TVA sur les débits ou encaissements : quelle est la différence pour une entreprise ?
Ces deux modes de fonctionnement diffèrent sensiblement quand il s’agit de gérer la taxe à la valeur ajoutée. Faisons le point.
Qu’est-ce que l’exigibilité de la TVA ?
Ne confondez pas le fait générateur de la taxe et son exigibilité. Ce qui donne naissance à la créance que constitue la TVA pour le trésor public s’appelle le fait générateur. Pour la majorité des ventes de biens, il intervient à la date de livraison. En cas de prestations de services, c’est la réalisation des travaux.
En revanche, l’exigibilité de la TVA correspond au moment où cette créance de l’administration fiscale (DGFiP) devient exigible. C’est donc la date à laquelle l’entreprise doit la reverser au trésor public. Plus précisément, c’est la période durant laquelle vous devez déclarer les sommes, si vous souhaitez faire votre déclaration de TVA vous-même.

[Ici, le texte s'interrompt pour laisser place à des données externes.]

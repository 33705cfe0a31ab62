//! Parsers for the textual output of `bpcomp` and `tracecomp`.

use crate::domain::errors::DiagnosticsError;
use crate::domain::models::TraceDiagnostic;

const BPCOMP: &str = "bpcomp";
const TRACECOMP: &str = "tracecomp";

/// Extract `maxdiff` from bpcomp's summary.
///
/// The value is the last field of the line starting with `maxdiff`, e.g.
/// `maxdiff     : 0.0428571`.
pub fn parse_bpcomp(output: &str) -> Result<f64, DiagnosticsError> {
    let line = output
        .lines()
        .find(|line| line.starts_with("maxdiff"))
        .ok_or_else(|| malformed(BPCOMP, "no maxdiff line"))?;

    let value = line
        .split_whitespace()
        .last()
        .ok_or_else(|| malformed(BPCOMP, "empty maxdiff line"))?;

    parse_number(BPCOMP, value)
}

/// Extract per-trace effective sizes and relative differences from tracecomp.
///
/// Rows look like `name effsize rel_diff`; the header row starts with `name`.
/// Rows whose second and third fields are not numbers are ignored, but at
/// least one trace row is required.
pub fn parse_tracecomp(output: &str) -> Result<Vec<TraceDiagnostic>, DiagnosticsError> {
    let mut traces = Vec::new();

    for line in output.lines() {
        let fields: Vec<&str> = line.split_whitespace().collect();
        if fields.len() < 3 || fields[0] == "name" {
            continue;
        }

        let (Ok(effective_size), Ok(relative_diff)) =
            (fields[1].parse::<f64>(), fields[2].parse::<f64>())
        else {
            continue;
        };

        if !effective_size.is_finite() || !relative_diff.is_finite() {
            return Err(malformed(
                TRACECOMP,
                &format!("non-finite statistics for {}", fields[0]),
            ));
        }

        traces.push(TraceDiagnostic {
            name: fields[0].to_string(),
            effective_size,
            relative_diff,
        });
    }

    if traces.is_empty() {
        return Err(malformed(TRACECOMP, "no trace rows"));
    }

    Ok(traces)
}

fn parse_number(tool: &str, value: &str) -> Result<f64, DiagnosticsError> {
    match value.parse::<f64>() {
        Ok(number) if number.is_finite() => Ok(number),
        _ => Err(malformed(tool, &format!("expected a number, got {value:?}"))),
    }
}

fn malformed(tool: &str, detail: &str) -> DiagnosticsError {
    DiagnosticsError::MalformedOutput {
        tool: tool.to_string(),
        detail: detail.to_string(),
    }
}
//! Termination signals turned into run cancellation.

use tokio::signal::unix::{signal, SignalKind};
use tracing::{info, warn};

use crate::services::CancelHandle;

/// Cancel `handle` on the first SIGINT or SIGTERM.
///
/// Slurm sends SIGTERM ahead of the job's time limit; the supervisor then
/// stops the chains within its shutdown deadline.
pub fn install(handle: CancelHandle) -> std::io::Result<tokio::task::JoinHandle<()>> {
    let mut sigterm = signal(SignalKind::terminate())?;
    let mut sigint = signal(SignalKind::interrupt())?;

    Ok(tokio::spawn(async move {
        let name = tokio::select! {
            _ = sigterm.recv() => "SIGTERM",
            _ = sigint.recv() => "SIGINT",
            () = handle.cancelled() => return,
        };

        info!(signal = name, "Termination signal received, stopping chains");
        handle.cancel(name);

        // A second signal while shutting down is only reported
        tokio::select! {
            _ = sigterm.recv() => warn!("SIGTERM received again, shutdown already in progress"),
            _ = sigint.recv() => warn!("SIGINT received again, shutdown already in progress"),
        }
    }))
}
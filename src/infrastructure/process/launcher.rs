//! Chain launcher: builds the sampler command line for the execution strategy
//! in effect and spawns it in a fresh process group.

use std::fs::OpenOptions;
use std::process::Stdio;
use std::time::Duration;

use async_trait::async_trait;
use tokio::process::Command;
use tokio::time::timeout;
use tracing::{debug, info};

use super::handle::{exit_code, SamplerProcess};
use crate::domain::errors::ProcessError;
use crate::domain::models::chain::{log_path, trace_path};
use crate::domain::models::{ChainSpec, ExecutionStrategy, LauncherConfig, ShutdownConfig};
use crate::domain::ports::{ChainLauncher, ChainProcess};

/// Where the chain's stdout and stderr go
#[derive(Debug, Clone, Copy, PartialEq, Eq)]
pub enum OutputCapture {
    /// Redirected by us into `<base>.out`
    LogFile,
    /// The launcher writes `<base>.out` itself (`srun -o`)
    Delegated,
}

/// A fully resolved command line for one chain
#[derive(Debug, Clone, PartialEq, Eq)]
pub struct LaunchCommand {
    pub program: String,
    pub args: Vec<String>,
    pub capture: OutputCapture,
}

/// Launches sampler chains directly, through mpirun, or as Slurm job steps.
pub struct SamplerLauncher {
    config: LauncherConfig,
    shutdown: ShutdownConfig,
    in_slurm: bool,
}

impl SamplerLauncher {
    /// Create a launcher. Slurm is detected from `SLURM_JOB_ID`.
    pub fn new(config: LauncherConfig, shutdown: ShutdownConfig) -> Self {
        let in_slurm = std::env::var_os("SLURM_JOB_ID").is_some();
        Self {
            config,
            shutdown,
            in_slurm,
        }
    }

    /// Override Slurm detection.
    #[must_use]
    pub const fn with_slurm(mut self, in_slurm: bool) -> Self {
        self.in_slurm = in_slurm;
        self
    }

    /// The strategy a chain with `processes` ranks is launched with
    pub const fn strategy_for(&self, processes: usize) -> ExecutionStrategy {
        resolve_strategy(self.config.strategy, processes, self.in_slurm)
    }

    /// Build the command line for `spec`.
    ///
    /// With `resume` set the sampler is pointed at its existing output and
    /// picks up where it left off; otherwise it starts afresh from the input.
    pub fn build_command(&self, spec: &ChainSpec, resume: bool) -> LaunchCommand {
        let strategy = self.strategy_for(spec.processes);
        let sampler = if spec.processes > 1 {
            &self.config.mpi_sampler_binary
        } else {
            &self.config.sampler_binary
        };

        let name = spec.output_base.to_string_lossy().into_owned();
        let mut sampler_args: Vec<String> = Vec::new();
        if !resume {
            sampler_args.extend(spec.sampler_args.split_whitespace().map(str::to_string));
            sampler_args.push("-d".to_string());
            sampler_args.push(spec.input.to_string_lossy().into_owned());
        }
        sampler_args.push(name.clone());

        match strategy {
            ExecutionStrategy::Srun => {
                let mut args = vec![
                    "--cpu_bind=v,threads".to_string(),
                    "-c".to_string(),
                    "1".to_string(),
                    "-n".to_string(),
                    spec.processes.to_string(),
                    "-o".to_string(),
                    format!("{name}.out"),
                    sampler.clone(),
                ];
                args.extend(sampler_args);
                LaunchCommand {
                    program: self.config.srun_binary.clone(),
                    args,
                    capture: OutputCapture::Delegated,
                }
            }
            ExecutionStrategy::Mpirun => {
                let mut args = vec!["-np".to_string(), spec.processes.to_string(), sampler.clone()];
                args.extend(sampler_args);
                LaunchCommand {
                    program: self.config.mpirun_binary.clone(),
                    args,
                    capture: OutputCapture::LogFile,
                }
            }
            ExecutionStrategy::Direct | ExecutionStrategy::Auto => LaunchCommand {
                program: sampler.clone(),
                args: sampler_args,
                capture: OutputCapture::LogFile,
            },
        }
    }

    fn should_resume(&self, spec: &ChainSpec) -> bool {
        self.config.resume_existing && trace_path(&spec.output_base).exists()
    }
}

/// Resolve `Auto` against the environment. Explicit strategies pass through.
pub const fn resolve_strategy(
    configured: ExecutionStrategy,
    processes: usize,
    in_slurm: bool,
) -> ExecutionStrategy {
    match configured {
        ExecutionStrategy::Auto if in_slurm => ExecutionStrategy::Srun,
        ExecutionStrategy::Auto if processes > 1 => ExecutionStrategy::Mpirun,
        ExecutionStrategy::Auto => ExecutionStrategy::Direct,
        other => other,
    }
}

fn open_log(spec: &ChainSpec) -> Result<(Stdio, Stdio), ProcessError> {
    let path = log_path(&spec.output_base);
    let io_err = |source| ProcessError::Io {
        chain: spec.chain,
        path: path.clone(),
        source,
    };

    let stdout = OpenOptions::new()
        .create(true)
        .append(true)
        .open(&path)
        .map_err(io_err)?;
    let stderr = stdout.try_clone().map_err(io_err)?;
    Ok((Stdio::from(stdout), Stdio::from(stderr)))
}

#[async_trait]
impl ChainLauncher for SamplerLauncher {
    async fn start(&self, spec: &ChainSpec) -> Result<Box<dyn ChainProcess>, ProcessError> {
        let resume = self.should_resume(spec);
        let command = self.build_command(spec, resume);

        info!(
            chain = %spec.chain,
            program = %command.program,
            args = ?command.args,
            resume,
            "Launching chain"
        );

        let mut cmd = Command::new(&command.program);
        cmd.args(&command.args)
            .stdin(Stdio::null())
            .process_group(0);

        match command.capture {
            OutputCapture::LogFile => {
                let (stdout, stderr) = open_log(spec)?;
                cmd.stdout(stdout).stderr(stderr);
            }
            OutputCapture::Delegated => {
                cmd.stdout(Stdio::null()).stderr(Stdio::null());
            }
        }

        let mut child = cmd.spawn().map_err(|source| ProcessError::Spawn {
            chain: spec.chain,
            program: command.program.clone(),
            source,
        })?;

        let Some(pid) = child.id() else {
            return Err(ProcessError::StartupExit {
                chain: spec.chain,
                code: -1,
            });
        };

        // A sampler that dies straight away (bad arguments, unreadable input)
        // is a failed start rather than an early exit.
        let grace = Duration::from_secs(self.config.startup_grace_secs);
        let early_exit = if grace.is_zero() {
            child.try_wait().ok().flatten()
        } else {
            timeout(grace, child.wait()).await.ok().and_then(Result::ok)
        };
        if let Some(status) = early_exit {
            return Err(ProcessError::StartupExit {
                chain: spec.chain,
                code: exit_code(status),
            });
        }

        let process = SamplerProcess::new(
            spec.chain,
            spec.output_base.clone(),
            child,
            pid,
            Duration::from_secs(self.shutdown.grace_period_secs),
        );
        debug!(chain = %spec.chain, pgid = process.pgid(), "Chain process group started");

        Ok(Box::new(process))
    }
}

#[cfg(test)]
mod tests {
    use super::*;
    use crate::domain::models::ChainId;
    use std::path::PathBuf;

    fn spec(processes: usize) -> ChainSpec {
        ChainSpec {
            chain: ChainId(0),
            input: PathBuf::from("data/aln.phy"),
            sampler_args: "-cat  -gtr".to_string(),
            processes,
            output_base: PathBuf::from("data/aln_cat_gtr_4_chain1"),
        }
    }

    fn launcher(strategy: ExecutionStrategy, in_slurm: bool) -> SamplerLauncher {
        let config = LauncherConfig {
            strategy,
            ..Default::default()
        };
        SamplerLauncher::new(config, ShutdownConfig::default()).with_slurm(in_slurm)
    }

    #[test]
    fn test_auto_strategy_resolution() {
        assert_eq!(
            resolve_strategy(ExecutionStrategy::Auto, 4, true),
            ExecutionStrategy::Srun
        );
        assert_eq!(
            resolve_strategy(ExecutionStrategy::Auto, 4, false),
            ExecutionStrategy::Mpirun
        );
        assert_eq!(
            resolve_strategy(ExecutionStrategy::Auto, 1, false),
            ExecutionStrategy::Direct
        );
        assert_eq!(
            resolve_strategy(ExecutionStrategy::Direct, 4, true),
            ExecutionStrategy::Direct
        );
    }

    #[test]
    fn test_srun_command_line() {
        let command = launcher(ExecutionStrategy::Auto, true).build_command(&spec(4), false);
        assert_eq!(command.program, "srun");
        assert_eq!(
            command.args,
            vec![
                "--cpu_bind=v,threads",
                "-c",
                "1",
                "-n",
                "4",
                "-o",
                "data/aln_cat_gtr_4_chain1.out",
                "pb_mpi",
                "-cat",
                "-gtr",
                "-d",
                "data/aln.phy",
                "data/aln_cat_gtr_4_chain1",
            ]
        );
        assert_eq!(command.capture, OutputCapture::Delegated);
    }

    #[test]
    fn test_mpirun_command_line() {
        let command = launcher(ExecutionStrategy::Mpirun, false).build_command(&spec(4), false);
        assert_eq!(command.program, "mpirun");
        assert_eq!(&command.args[..3], ["-np", "4", "pb_mpi"]);
        assert_eq!(command.capture, OutputCapture::LogFile);
    }

    #[test]
    fn test_direct_single_process_uses_pb() {
        let command = launcher(ExecutionStrategy::Auto, false).build_command(&spec(1), false);
        assert_eq!(command.program, "pb");
        assert_eq!(
            command.args,
            vec!["-cat", "-gtr", "-d", "data/aln.phy", "data/aln_cat_gtr_4_chain1"]
        );
    }

    #[test]
    fn test_resume_passes_only_the_chain_name() {
        let command = launcher(ExecutionStrategy::Direct, false).build_command(&spec(1), true);
        assert_eq!(command.args, vec!["data/aln_cat_gtr_4_chain1"]);

        let command = launcher(ExecutionStrategy::Srun, true).build_command(&spec(2), true);
        assert_eq!(
            command.args.last().map(String::as_str),
            Some("data/aln_cat_gtr_4_chain1")
        );
        assert_eq!(command.args[command.args.len() - 2], "pb_mpi");
    }

    #[test]
    fn test_resume_requires_existing_trace() {
        let dir = tempfile::tempdir().unwrap();
        let mut chain = spec(1);
        chain.output_base = dir.path().join("aln_chain1");

        let launcher = launcher(ExecutionStrategy::Direct, false);
        assert!(!launcher.should_resume(&chain));

        std::fs::write(trace_path(&chain.output_base), "#iter\n").unwrap();
        assert!(launcher.should_resume(&chain));

        let no_resume = SamplerLauncher::new(
            LauncherConfig {
                resume_existing: false,
                ..Default::default()
            },
            ShutdownConfig::default(),
        );
        assert!(!no_resume.should_resume(&chain));
    }
}
//! Diagnostics invocation with in-cycle retries.

use std::sync::atomic::{AtomicU32, Ordering};
use std::time::Duration;

use backoff::ExponentialBackoffBuilder;
use tracing::warn;

use crate::domain::errors::DiagnosticsError;
use crate::domain::models::{ConvergenceMetrics, DiagnosticsConfig};
use crate::domain::ports::{DiagnosticsCollector, DiagnosticsRequest};

/// Result of one poll cycle's diagnostics, with the number of collector calls made
pub(super) struct DiagnosticsAttempt {
    pub result: Result<ConvergenceMetrics, DiagnosticsError>,
    pub attempts: u32,
}

/// Call the collector, retrying transient errors with exponential backoff.
///
/// At most `transient_retries + 1` calls are made. Fatal errors are returned
/// immediately.
pub(super) async fn collect_with_retry(
    collector: &dyn DiagnosticsCollector,
    config: &DiagnosticsConfig,
    request: &DiagnosticsRequest,
) -> DiagnosticsAttempt {
    let attempts = AtomicU32::new(0);
    let max_attempts = config.transient_retries.saturating_add(1);

    let policy = ExponentialBackoffBuilder::new()
        .with_initial_interval(Duration::from_millis(config.retry_initial_backoff_ms))
        .with_max_interval(Duration::from_millis(config.retry_max_backoff_ms))
        .with_max_elapsed_time(None)
        .build();

    let counter = &attempts;
    let operation = move || async move {
        let attempt = counter.fetch_add(1, Ordering::SeqCst) + 1;
        match collector.compute(request).await {
            Ok(metrics) => Ok(metrics),
            Err(err) if err.is_transient() && attempt < max_attempts => {
                Err(backoff::Error::transient(err))
            }
            Err(err) => Err(backoff::Error::permanent(err)),
        }
    };

    let result = backoff::future::retry_notify(policy, operation, |err: DiagnosticsError, wait: Duration| {
        warn!(
            error = %err,
            retry_in_ms = u64::try_from(wait.as_millis()).unwrap_or(u64::MAX),
            "Transient diagnostics failure, retrying"
        );
    })
    .await;

    DiagnosticsAttempt {
        result,
        attempts: attempts.into_inner(),
    }
}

La TVA sur les encaissements : une taxe exigible lors du paiement des factures
Ce type d’exigibilité de la taxe correspond au régime par défaut pour les prestations de services. Pour ces activités, le fait générateur diffère donc de la date à laquelle la TVA devient exigible. L’entreprise attend que son client règle la facture avant de porter la taxe sur la déclaration périodique. Si elle établit ses déclarations mensuellement, la somme collectée est portée sur celle relative au mois du paiement.

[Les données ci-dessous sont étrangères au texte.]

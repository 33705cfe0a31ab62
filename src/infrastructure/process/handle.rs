//! Process handle for one running sampler chain.

use std::os::unix::process::ExitStatusExt;
use std::path::{Path, PathBuf};
use std::process::ExitStatus;
use std::time::Duration;

use async_trait::async_trait;
use nix::errno::Errno;
use nix::sys::signal::{killpg, Signal};
use nix::unistd::Pid;
use tokio::process::Child;
use tokio::time::timeout;
use tracing::{debug, info, warn};

use super::trace::TraceCounter;
use crate::domain::errors::ProcessError;
use crate::domain::models::chain::{run_flag_path, trace_path};
use crate::domain::models::{ChainId, ChainState, PollStatus};
use crate::domain::ports::ChainProcess;

/// Upper bound on reaping a chain after SIGKILL
const REAP_TIMEOUT: Duration = Duration::from_secs(10);

/// A sampler chain running in its own process group.
///
/// The group holds the sampler, or the MPI/Slurm launcher and every rank it
/// starts, so signals reach all of them. Dropping a live handle kills the group.
pub struct SamplerProcess {
    chain: ChainId,
    output_base: PathBuf,
    child: Child,
    pgid: Pid,
    state: ChainState,
    exit_code: Option<i32>,
    counter: TraceCounter,
    grace_period: Duration,
}

impl SamplerProcess {
    /// Wrap a child spawned with `process_group(0)`, whose pid is its group id.
    pub fn new(
        chain: ChainId,
        output_base: PathBuf,
        child: Child,
        pid: u32,
        grace_period: Duration,
    ) -> Self {
        let counter = TraceCounter::new(trace_path(&output_base));
        Self {
            chain,
            output_base,
            child,
            pgid: Pid::from_raw(i32::try_from(pid).unwrap_or(i32::MAX)),
            state: ChainState::Starting,
            exit_code: None,
            counter,
            grace_period,
        }
    }

    pub const fn pgid(&self) -> i32 {
        self.pgid.as_raw()
    }

    fn record_exit(&mut self, status: ExitStatus, state: ChainState) -> i32 {
        let code = exit_code(status);
        self.exit_code = Some(code);
        self.state = match state {
            ChainState::Exited(_) => ChainState::Exited(code),
            other => other,
        };
        code
    }

    /// Ask the sampler to stop at the end of its current cycle, the way
    /// `stoppb` does: the sampler keeps going while `<base>.run` holds `1`.
    async fn request_cooperative_stop(&self) {
        let run_flag = run_flag_path(&self.output_base);
        if !run_flag.exists() {
            return;
        }

        if let Err(err) = tokio::fs::write(&run_flag, "0").await {
            warn!(chain = %self.chain, path = %run_flag.display(), error = %err, "Failed to clear run flag");
        } else {
            debug!(chain = %self.chain, path = %run_flag.display(), "Run flag cleared");
        }
    }

    /// Signal the whole process group. A group that no longer exists is not an error.
    fn signal_group(&self, signal: Signal) -> Result<(), ProcessError> {
        match killpg(self.pgid, signal) {
            Ok(()) | Err(Errno::ESRCH) => Ok(()),
            Err(errno) => Err(ProcessError::Signal {
                chain: self.chain,
                pgid: self.pgid.as_raw(),
                message: errno.to_string(),
            }),
        }
    }

    async fn kill(&mut self) -> Result<(), ProcessError> {
        self.signal_group(Signal::SIGKILL)?;

        match timeout(REAP_TIMEOUT, self.child.wait()).await {
            Ok(Ok(status)) => {
                let code = self.record_exit(status, ChainState::Killed);
                info!(chain = %self.chain, code, "Chain killed");
            }
            Ok(Err(err)) => {
                self.state = ChainState::Killed;
                return Err(ProcessError::Io {
                    chain: self.chain,
                    path: self.output_base.clone(),
                    source: err,
                });
            }
            Err(_) => {
                self.state = ChainState::Killed;
                warn!(chain = %self.chain, "Chain not reaped after SIGKILL");
            }
        }

        Ok(())
    }
}

#[async_trait]
impl ChainProcess for SamplerProcess {
    fn id(&self) -> ChainId {
        self.chain
    }

    fn state(&self) -> ChainState {
        self.state
    }

    fn output_base(&self) -> &Path {
        &self.output_base
    }

    async fn poll(&mut self) -> PollStatus {
        match self.state {
            ChainState::Exited(code) => return PollStatus::Exited(code),
            ChainState::Killed => return PollStatus::Exited(self.exit_code.unwrap_or(-1)),
            ChainState::Starting | ChainState::Running => {}
        }

        match self.child.try_wait() {
            Ok(Some(status)) => {
                let code = self.record_exit(status, ChainState::Exited(0));
                info!(chain = %self.chain, code, "Chain exited");
                PollStatus::Exited(code)
            }
            Ok(None) => {
                self.state = ChainState::Running;
                PollStatus::Running
            }
            Err(err) => {
                warn!(chain = %self.chain, error = %err, "Failed to poll chain");
                PollStatus::Unknown
            }
        }
    }

    async fn sample_count(&mut self) -> u64 {
        match self.counter.refresh().await {
            Ok(samples) => samples,
            Err(err) => {
                warn!(
                    chain = %self.chain,
                    path = %self.counter.path().display(),
                    error = %err,
                    "Failed to read trace, keeping last sample count"
                );
                self.counter.samples()
            }
        }
    }

    async fn stop(&mut self, graceful: bool) -> Result<(), ProcessError> {
        if !self.state.is_live() {
            debug!(chain = %self.chain, state = %self.state, "Chain already stopped");
            return Ok(());
        }

        if let Ok(Some(status)) = self.child.try_wait() {
            let code = self.record_exit(status, ChainState::Exited(0));
            info!(chain = %self.chain, code, "Chain had already exited");
            return Ok(());
        }

        if graceful {
            self.request_cooperative_stop().await;
            self.signal_group(Signal::SIGTERM)?;

            match timeout(self.grace_period, self.child.wait()).await {
                Ok(Ok(status)) => {
                    let code = self.record_exit(status, ChainState::Killed);
                    info!(chain = %self.chain, code, "Chain stopped");
                    // Ranks left behind by a launcher that exited first.
                    let _ = self.signal_group(Signal::SIGKILL);
                    return Ok(());
                }
                Ok(Err(err)) => {
                    warn!(chain = %self.chain, error = %err, "Failed to wait for chain, killing");
                }
                Err(_) => {
                    warn!(
                        chain = %self.chain,
                        grace_secs = self.grace_period.as_secs(),
                        "Chain ignored stop request, killing"
                    );
                }
            }
        }

        self.kill().await
    }
}

impl Drop for SamplerProcess {
    fn drop(&mut self) {
        // Ensure the process group does not outlive its handle
        if self.state.is_live() {
            let _ = killpg(self.pgid, Signal::SIGKILL);
            let _ = self.child.start_kill();
        }
    }
}

/// Exit code of a finished process; signal deaths map to `128 + signo`.
pub fn exit_code(status: ExitStatus) -> i32 {
    status
        .code()
        .unwrap_or_else(|| 128 + status.signal().unwrap_or(0))
}
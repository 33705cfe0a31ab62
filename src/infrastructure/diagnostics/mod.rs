//! Convergence diagnostics through the Phylobayes comparison tools

pub mod collector;
pub mod parser;

pub use collector::PbToolsCollector;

Ce régime ne concerne pas les ventes de biens. Notez que les entreprises qui réalisent de telles prestations peuvent toutefois prendre l’option du paiement de la TVA selon les débits (voir infra).

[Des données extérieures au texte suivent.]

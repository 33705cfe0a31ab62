//! Logging infrastructure
//!
//! Structured logging using tracing and tracing-subscriber:
//! - Pretty or JSON console output on stderr
//! - JSON log files with rotation

pub mod logger;

pub use logger::LoggerImpl;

La TVA sur les débits : une exigibilité dès la livraison du bien ou la réalisation du service
Pour les ventes de biens, la date d’exigibilité et le fait générateur sont identiques : la TVA est à déclarer le mois de la livraison. Dans la mesure où la facturation s’effectue généralement dès la livraison, l’exigibilité intervient donc lorsque les sommes sont portées au débit du compte du client, soit dès l'émission de la facture. D'où l'expression de la TVA sur les débits.
Que dit la réglementation en matière de TVA collectée par les entreprises ?
Maintenant que vous comprenez la différence entre la TVA sur les débits et sur les encaissements, voyons le fonctionnement pratique et les cas particuliers qui peuvent se produire.
Le régime applicable par défaut
Par défaut, pour une vente de produits, la TVA facturée est exigible dès le débit au compte du client. Pour un service rendu, c’est en revanche la date d'encaissement par défaut qui oblige à payer la TVA collectée au trésor public.
Cela impose donc de bien suivre ses opérations commerciales dans sa comptabilité afin de gérer correctement le reversement de la TVA.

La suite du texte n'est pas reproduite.